Mais quelles attentes, au fait ? L’inestimable valeur de Gallica ne réside-t-elle pas dans l’infini – on est parfois tenté de dire : l’incontrôlable – foisonnement de son exubérant contenu ? S’accorder un peu de temps sur Gallica, n’est-ce pas s’offrir la possibilité de parcourir des chemins toujours renouvelés de titre en titre, de page en page ? Gallica donne l’inestimable chance de découvrir – deux exemples parmi tant et tant d’autres – la pensée politique des rédactrices du journal La Femme libre ou celle d’un ouvrier-tailleur parisien, au début de la monarchie de Juillet. On ne manque pas d’ouvrages à la gloire des « Essentiels » ; l’une des richesses de la BNF et de Gallica, c’est qu’elles permettent d’entendre aussi la voix des « Inessentiel.le.s ».

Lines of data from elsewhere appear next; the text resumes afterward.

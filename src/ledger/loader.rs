//! Loader for plain-text ledgers
//!
//! Each file is parsed on its own with `beancount_parser_lima`. `include`
//! lines are followed here rather than by the parser so that every span the
//! parser hands back refers to exactly one file; they are blanked out before
//! parsing without moving any other byte. Transactions remember the lines
//! they were read from so that they can later be rewritten in place.

use beancount_parser_lima::{
    self as parser, BeancountParser, BeancountSources, ParseError, ParseSuccess, Span, Spanned,
};
use bigdecimal::BigDecimal;
use std::cell::RefCell;
use std::collections::HashSet;
use std::fs;
use std::io::{self, Write};
use std::path::{Path, PathBuf};
use std::str::FromStr;

use super::format::quoted;
use crate::persistence::span_digest;
use crate::types::*;
use crate::utils::validation::parse_date;

const INCLUDE: &str = "include";

/// Everything read from a ledger and the files it includes
#[derive(Debug, Clone, Default, PartialEq)]
pub struct LedgerSnapshot {
    /// Transactions, each file in order, included files after their includer
    pub entries: Vec<LedgerEntry>,
    /// Options, accounts, tags and links
    pub summary: LedgerSummary,
    /// Every file read, root first
    pub files: Vec<PathBuf>,
}

impl LedgerSnapshot {
    /// Load the ledger rooted at `path`, following includes
    pub fn load(path: &Path) -> ImportResult<Self> {
        LedgerLoader::default().load(path)
    }

    /// Parse ledger text as if it had been read from `path`
    ///
    /// Includes are still resolved relative to `path`.
    pub fn parse(path: &Path, text: &str) -> ImportResult<Self> {
        let mut loader = LedgerLoader::default();
        loader.snapshot.files.push(path.to_path_buf());
        loader.parse_source(path, text)?;
        Ok(loader.snapshot)
    }
}

/// Stateful loader; one instance per load
#[derive(Debug, Default)]
pub struct LedgerLoader {
    snapshot: LedgerSnapshot,
    visited: HashSet<PathBuf>,
}

impl LedgerLoader {
    /// Load the root file and everything it includes
    pub fn load(mut self, path: &Path) -> ImportResult<LedgerSnapshot> {
        self.load_file(path)?;
        tracing::debug!(
            path = %path.display(),
            entries = self.snapshot.entries.len(),
            files = self.snapshot.files.len(),
            "loaded ledger"
        );
        Ok(self.snapshot)
    }

    fn load_file(&mut self, path: &Path) -> ImportResult<()> {
        let text = fs::read_to_string(path).map_err(|e| match e.kind() {
            io::ErrorKind::NotFound => ImportError::InputNotFound(path.to_path_buf()),
            _ => ImportError::Io(e),
        })?;

        if !self.visited.insert(canonical(path)) {
            tracing::warn!(path = %path.display(), "skipping repeated include");
            return Ok(());
        }
        self.snapshot.files.push(path.to_path_buf());
        self.parse_source(path, &text)
    }

    fn parse_source(&mut self, path: &Path, text: &str) -> ImportResult<()> {
        let (masked, includes) = split_includes(text);
        let source = SourceText::new(text);
        let sources = BeancountSources::from(masked.as_str());
        let parser = BeancountParser::new(&sources);

        match parser.parse() {
            Ok(ParseSuccess {
                directives,
                options,
                warnings,
                ..
            }) => {
                if !warnings.is_empty() {
                    let report = ReportBuffer::default();
                    sources.write_errors_or_warnings(report.writer(), warnings)?;
                    tracing::warn!(path = %path.display(), "{}", report.into_string());
                }

                let summary = &mut self.snapshot.summary;
                if summary.title.is_none() {
                    summary.title = options.title().map(|title| title.item().to_string());
                }
                if summary.default_currency.is_none() {
                    summary.default_currency =
                        options.operating_currency().next().map(|cur| cur.to_string());
                }

                for directive in &directives {
                    self.directive(path, &source, directive)?;
                }
            }

            Err(ParseError { errors, warnings }) => {
                let count = errors.len();
                let report = ReportBuffer::default();
                sources.write_errors_or_warnings(report.writer(), errors)?;
                sources.write_errors_or_warnings(report.writer(), warnings)?;
                return Err(ImportError::Parse {
                    path: path.to_path_buf(),
                    line: None,
                    message: format!("{} error(s)\n{}", count, report.into_string().trim_end()),
                });
            }
        }

        let base = path.parent().unwrap_or_else(|| Path::new(""));
        for include in includes {
            self.load_file(&base.join(include))?;
        }
        Ok(())
    }

    fn directive(
        &mut self,
        path: &Path,
        source: &SourceText,
        directive: &Spanned<parser::Directive<'_>>,
    ) -> ImportResult<()> {
        use parser::DirectiveVariant::*;

        match directive.variant() {
            Open(open) => {
                let account: &str = open.account().item().as_ref();
                self.snapshot.summary.accounts.insert(account.to_string());

                let accid = parser::Key::try_from(ACCID_KEY)
                    .ok()
                    .and_then(|key| directive.metadata().key_value(key))
                    .map(|value| meta_text(value.item()));
                if let Some(accid) = accid {
                    self.snapshot
                        .summary
                        .account_ids
                        .insert(accid, account.to_string());
                }
                Ok(())
            }
            Transaction(transaction) => {
                let Some(entry) = read_transaction(path, source, directive, transaction)? else {
                    return Ok(());
                };
                let summary = &mut self.snapshot.summary;
                summary.tags.extend(entry.tags.iter().cloned());
                summary.links.extend(entry.links.iter().cloned());
                self.snapshot.entries.push(entry);
                Ok(())
            }
            _ => Ok(()),
        }
    }
}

Thomas Bouchet est professeur associé d’histoire de la pensée politique à l’université de Lausanne, à l’Institut d’études politiques. Il est membre du Centre Walras Pareto d’études interdisciplinaires de la pensée économique et politique. Ses recherches portent sur les premiers socialistes, comme Déjacque et Fourier.
Pour citer ce billet de blog: Thomas Bouchet, « L’histoire de la pensée politique dans Gallica : le foisonnement et l’Essentiel », Blog du Centre Walras-Pareto, 15 décembre 2019, https://wp.unil.ch/cwp-blog/2019/12/lhistoire-de-la-pensee-politique-dans-gallica-le-foisonnement-et-lessentiel/.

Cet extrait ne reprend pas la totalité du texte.